De-territorialized Listenings not only proposes a transformation of familiar soundscapes by inducing a “mobility of the self” but also addresses deterritorialization in the context of cultural globalization and distancing from the locality developed through mediatization, migration and commodification of life under the global capital. While deterritorialization speaks of “the loss of the natural relation between culture and the social and geographic territories,”[1] these soundwalks focus on a dialogue with historical, social and geographical contexts by valuing and rethinking local knowledge and environments.

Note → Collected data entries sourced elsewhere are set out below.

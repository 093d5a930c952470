//! Benchmarks for the harmonic pipeline stages.

use criterion::{criterion_group, criterion_main, BenchmarkId, Criterion};
use harmonic::algo::constraint::apply_constraints;
use harmonic::algo::solver::{Factorization, SparseSolver};
use harmonic::mesh::RingOptions;
use harmonic::prelude::*;
use nalgebra::Point3;

fn create_grid_mesh(n: usize) -> TriMesh {
    let mut vertices = Vec::with_capacity((n + 1) * (n + 1));
    let mut faces = Vec::with_capacity(n * n * 2);

    // Grid over [-1, 1]^2 so the presets apply
    let step = 2.0 / n as f64;
    for j in 0..=n {
        for i in 0..=n {
            vertices.push(Point3::new(-1.0 + i as f64 * step, -1.0 + j as f64 * step, 0.0));
        }
    }

    for j in 0..n {
        for i in 0..n {
            let v00 = j * (n + 1) + i;
            let v10 = v00 + 1;
            let v01 = v00 + (n + 1);
            let v11 = v01 + 1;

            faces.push([v00, v10, v11]);
            faces.push([v00, v11, v01]);
        }
    }

    TriMesh::new(vertices, faces).unwrap()
}

fn bench_rings(c: &mut Criterion) {
    let mesh = create_grid_mesh(100);
    let faces = VertexFaceMap::build(&mesh);

    c.bench_function("rings_grid_100_parallel", |b| {
        b.iter(|| RingSet::build(&mesh, &faces, &RingOptions::default()));
    });
    c.bench_function("rings_grid_100_sequential", |b| {
        b.iter(|| RingSet::build(&mesh, &faces, &RingOptions::default().sequential()));
    });
}

fn bench_assembly(c: &mut Criterion) {
    let mesh = create_grid_mesh(100);
    let rings = RingSet::from_mesh(&mesh).neighbor_lists();
    let options = LaplacianOptions::default();

    c.bench_function("assemble_rings_grid_100", |b| {
        let assembly = Assembly::RingBased(&rings);
        b.iter(|| assembly.assemble(mesh.vertices(), &options).unwrap());
    });
    c.bench_function("assemble_triangles_grid_100", |b| {
        let assembly = Assembly::TriangleBased(mesh.triangles());
        b.iter(|| assembly.assemble(mesh.vertices(), &options).unwrap());
    });
}

fn bench_solve(c: &mut Criterion) {
    let mut group = c.benchmark_group("sparse_lu");
    for n in [20, 50, 100] {
        let mesh = create_grid_mesh(n);
        let pins = select_boundaries(&mesh, &BoundaryPreset::strip()).unwrap();
        let mut matrix = Assembly::TriangleBased(mesh.triangles())
            .assemble(mesh.vertices(), &LaplacianOptions::default())
            .unwrap();
        let rhs = apply_constraints(&mut matrix, &pins);
        let csc = matrix.to_csc();

        group.bench_with_input(BenchmarkId::new("factorize", n), &csc, |b, csc| {
            b.iter(|| SparseLu::default().factorize(csc).unwrap());
        });

        let factors = SparseLu::default().factorize(&csc).unwrap();
        group.bench_with_input(BenchmarkId::new("solve", n), &rhs, |b, rhs| {
            b.iter(|| factors.solve(rhs).unwrap());
        });
    }
    group.finish();
}

fn bench_harmonic_map(c: &mut Criterion) {
    let mesh = create_grid_mesh(50);
    let pins = select_boundaries(&mesh, &BoundaryPreset::cone()).unwrap();

    c.bench_function("harmonic_map_grid_50", |b| {
        b.iter(|| harmonic_map(&mesh, &pins, &HarmonicOptions::default()).unwrap());
    });
    c.bench_function("harmonic_map_grid_50_triangles", |b| {
        let options = HarmonicOptions::default().with_assembly(AssemblyPreference::Triangles);
        b.iter(|| harmonic_map(&mesh, &pins, &options).unwrap());
    });
}

criterion_group!(benches, bench_rings, bench_assembly, bench_solve, bench_harmonic_map);
criterion_main!(benches);
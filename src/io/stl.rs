//! STL (stereolithography) format support.
//!
//! STL stores every triangle with its own three corners. `stl_io` welds
//! corners with identical coordinates into shared vertices on load, which
//! is what ring construction needs: without welding every vertex would be
//! a boundary vertex of its own triangle.

use std::fs::File;
use std::io::BufWriter;
use std::path::Path;

use nalgebra::Point3;
use tracing::debug;

use crate::error::{HarmonicError, Result};
use crate::mesh::TriMesh;

/// Load a mesh from an STL file.
///
/// Automatically detects binary vs ASCII format. Triangles that collapse to
/// a repeated vertex after welding are dropped.
///
/// # Example
///
/// ```no_run
/// use harmonic::io::stl;
///
/// let mesh = stl::load("model.stl").unwrap();
/// ```
pub fn load<P: AsRef<Path>>(path: P) -> Result<TriMesh> {
    let path = path.as_ref();
    let mut file = File::open(path)?;

    let stl = stl_io::read_stl(&mut file).map_err(|e| HarmonicError::LoadError {
        path: path.to_path_buf(),
        message: e.to_string(),
    })?;

    let vertices: Vec<Point3<f64>> = stl
        .vertices
        .iter()
        .map(|v| Point3::new(v[0] as f64, v[1] as f64, v[2] as f64))
        .collect();

    let faces: Vec<[usize; 3]> = stl
        .faces
        .iter()
        .map(|f| f.vertices)
        .filter(|[a, b, c]| a != b && b != c && a != c)
        .collect();

    if faces.is_empty() {
        return Err(HarmonicError::LoadError {
            path: path.to_path_buf(),
            message: "STL file contains no valid triangles".to_string(),
        });
    }

    debug!(
        vertices = vertices.len(),
        triangles = faces.len(),
        dropped = stl.faces.len() - faces.len(),
        "welded STL corners"
    );
    TriMesh::new(vertices, faces)
}

/// Save a mesh to a binary STL file.
pub fn save<P: AsRef<Path>>(mesh: &TriMesh, path: P) -> Result<()> {
    let path = path.as_ref();
    let file = File::create(path)?;
    let mut writer = BufWriter::new(file);

    let triangles: Vec<stl_io::Triangle> = (0..mesh.num_triangles())
        .map(|t| {
            let n = mesh.triangle_normal(t);
            let [p0, p1, p2] = mesh.triangle_positions(t);
            stl_io::Triangle {
                normal: stl_io::Normal::new([n.x as f32, n.y as f32, n.z as f32]),
                vertices: [
                    stl_io::Vertex::new([p0.x as f32, p0.y as f32, p0.z as f32]),
                    stl_io::Vertex::new([p1.x as f32, p1.y as f32, p1.z as f32]),
                    stl_io::Vertex::new([p2.x as f32, p2.y as f32, p2.z as f32]),
                ],
            }
        })
        .collect();

    stl_io::write_stl(&mut writer, triangles.iter()).map_err(|e| HarmonicError::SaveError {
        path: path.to_path_buf(),
        message: e.to_string(),
    })?;

    Ok(())
}
//! Target star-schema definitions.
//!
//! The warehouse has four dimension tables, each keyed by a surrogate key
//! generated by the database on insert, and one fact table that references
//! the dimensions by those keys. [`TableSpec::columns`] lists the columns the
//! loader writes; generated key columns are never part of it.

use std::fmt;

use serde::Serialize;

/// Output column names shared by the builders, the loader and the resolver.
pub mod columns {
    pub const DRIVER_KEY: &str = "driver_key";
    pub const DRIVER_ID: &str = "driver_id";
    pub const FULL_NAME: &str = "full_name";
    pub const DRIVER_CODE: &str = "driver_code";
    pub const NATIONALITY: &str = "nationality";
    pub const DATE_OF_BIRTH: &str = "date_of_birth";

    pub const CONSTRUCTOR_KEY: &str = "constructor_key";
    pub const CONSTRUCTOR_ID: &str = "constructor_id";
    pub const CONSTRUCTOR_NAME: &str = "constructor_name";

    pub const STATUS_KEY: &str = "status_key";
    pub const STATUS_ID: &str = "status_id";
    pub const STATUS_DESCRIPTION: &str = "status_description";

    pub const RACE_KEY: &str = "race_key";
    pub const RACE_ID: &str = "race_id";
    pub const RACE_NAME: &str = "race_name";
    pub const SEASON: &str = "season";
    pub const ROUND: &str = "round";
    pub const RACE_DATE: &str = "race_date";
    pub const CIRCUIT_NAME: &str = "circuit_name";
    pub const CIRCUIT_COUNTRY: &str = "circuit_country";

    pub const GRID_POSITION: &str = "grid_position";
    pub const FINAL_POSITION: &str = "final_position";
    pub const POINTS_EARNED: &str = "points_earned";
    pub const LAPS_COMPLETED: &str = "laps_completed";
    pub const FASTEST_LAP_RANK: &str = "fastest_lap_rank";
    pub const AVERAGE_SPEED: &str = "average_speed";
}

use columns::{
    AVERAGE_SPEED, CIRCUIT_COUNTRY, CIRCUIT_NAME, CONSTRUCTOR_ID, CONSTRUCTOR_KEY,
    CONSTRUCTOR_NAME, DATE_OF_BIRTH, DRIVER_CODE, DRIVER_ID, DRIVER_KEY, FASTEST_LAP_RANK,
    FINAL_POSITION, FULL_NAME, GRID_POSITION, LAPS_COMPLETED, NATIONALITY, POINTS_EARNED,
    RACE_DATE, RACE_ID, RACE_KEY, RACE_NAME, ROUND, SEASON, STATUS_DESCRIPTION, STATUS_ID,
    STATUS_KEY,
};

/// A warehouse table and the columns the loader writes into it, in order.
#[derive(Debug, Clone, Copy, PartialEq, Eq)]
pub struct TableSpec {
    pub name: &'static str,
    pub columns: &'static [&'static str],
}

impl fmt::Display for TableSpec {
    fn fmt(&self, f: &mut fmt::Formatter<'_>) -> fmt::Result {
        f.write_str(self.name)
    }
}

pub const DIM_DRIVERS: TableSpec = TableSpec {
    name: "dim_drivers",
    columns: &[DRIVER_ID, FULL_NAME, DRIVER_CODE, NATIONALITY, DATE_OF_BIRTH],
};

pub const DIM_CONSTRUCTORS: TableSpec = TableSpec {
    name: "dim_constructors",
    columns: &[CONSTRUCTOR_ID, CONSTRUCTOR_NAME, NATIONALITY],
};

pub const DIM_STATUS: TableSpec = TableSpec {
    name: "dim_status",
    columns: &[STATUS_ID, STATUS_DESCRIPTION],
};

pub const DIM_RACES: TableSpec = TableSpec {
    name: "dim_races",
    columns: &[
        RACE_ID,
        RACE_NAME,
        SEASON,
        ROUND,
        RACE_DATE,
        CIRCUIT_NAME,
        CIRCUIT_COUNTRY,
    ],
};

pub const FACT_RESULTS: TableSpec = TableSpec {
    name: "fact_results",
    columns: &[
        RACE_KEY,
        DRIVER_KEY,
        CONSTRUCTOR_KEY,
        STATUS_KEY,
        GRID_POSITION,
        FINAL_POSITION,
        POINTS_EARNED,
        LAPS_COMPLETED,
        FASTEST_LAP_RANK,
        AVERAGE_SPEED,
    ],
};

/// The four dimensions of the results star.
#[derive(Debug, Clone, Copy, PartialEq, Eq, PartialOrd, Ord, Hash, Serialize)]
#[serde(rename_all = "snake_case")]
pub enum Dimension {
    Drivers,
    Constructors,
    Status,
    Races,
}

impl Dimension {
    /// Load order; also the order in which fact rows are joined.
    pub const ALL: [Dimension; 4] = [
        Dimension::Drivers,
        Dimension::Constructors,
        Dimension::Status,
        Dimension::Races,
    ];

    pub fn table(self) -> &'static TableSpec {
        match self {
            Dimension::Drivers => &DIM_DRIVERS,
            Dimension::Constructors => &DIM_CONSTRUCTORS,
            Dimension::Status => &DIM_STATUS,
            Dimension::Races => &DIM_RACES,
        }
    }

    /// Column holding the store-generated surrogate key.
    pub fn surrogate_key(self) -> &'static str {
        match self {
            Dimension::Drivers => DRIVER_KEY,
            Dimension::Constructors => CONSTRUCTOR_KEY,
            Dimension::Status => STATUS_KEY,
            Dimension::Races => RACE_KEY,
        }
    }

    /// Column holding the source identifier.
    pub fn natural_key(self) -> &'static str {
        match self {
            Dimension::Drivers => DRIVER_ID,
            Dimension::Constructors => CONSTRUCTOR_ID,
            Dimension::Status => STATUS_ID,
            Dimension::Races => RACE_ID,
        }
    }

    /// Resolve a dimension from its table name.
    pub fn from_table_name(name: &str) -> Option<Self> {
        Self::ALL
            .into_iter()
            .find(|dimension| dimension.table().name.eq_ignore_ascii_case(name))
    }
}

impl fmt::Display for Dimension {
    fn fmt(&self, f: &mut fmt::Formatter<'_>) -> fmt::Result {
        f.write_str(self.table().name)
    }
}

#[cfg(test)]
mod tests {
    use super::*;

    #[test]
    fn dimension_tables_do_not_write_generated_keys() {
        for dimension in Dimension::ALL {
            let table = dimension.table();
            assert!(!table.columns.contains(&dimension.surrogate_key()));
            assert_eq!(table.columns[0], dimension.natural_key());
        }
    }

    #[test]
    fn fact_table_references_every_dimension_key() {
        for dimension in Dimension::ALL {
            assert!(FACT_RESULTS.columns.contains(&dimension.surrogate_key()));
        }
        assert_eq!(FACT_RESULTS.columns.len(), 10);
    }

    #[test]
    fn dimension_from_table_name() {
        assert_eq!(
            Dimension::from_table_name("dim_races"),
            Some(Dimension::Races)
        );
        assert_eq!(
            Dimension::from_table_name("DIM_STATUS"),
            Some(Dimension::Status)
        );
        assert_eq!(Dimension::from_table_name("fact_results"), None);
    }
}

Through direct interaction with the local community (i.e recorded interviews and discussions) combined with geographical, historical and material research on-site, these soundwalks explore the intimate and collective memories, as well as the ones ingrained in the site in question by facilitating a dialogue through the act of walking. With storytelling as a method, archive and memory are intersected to expose a range of possibilities that occur and prevail as scattered expressions of archived experience. This is formalized through the combination of immersive storytelling as well as through abstract sound art practice and generative composition based on walker movements.

By dismantling the inter-sensorial hegemony often dominated by sight as a verifier, this project aims to provide experiential auditory platforms both for exploring and revealing our cognitive and narrative patterns, but also to mediate further layers of experiencing and connecting – reverberating – with a site. This resonates with Gaston Bachelard’s auditive metaphor “sonority of being” borrowed from Eugène Minkowski to describe the phenomenology of space through its reverberation, but also echoes Miwon Kwon’s dialectic elaboration around the concept of “belonging-in-transience,” where she acknowledges the necessary coexistence and interaction between a “nostalgic desire for retrieval of rooted, place-bound identities on the one hand, and the anti-nostalgic embrace of a nomadic fluidity of subjectivity, identity, and spatiality on the other.” [2]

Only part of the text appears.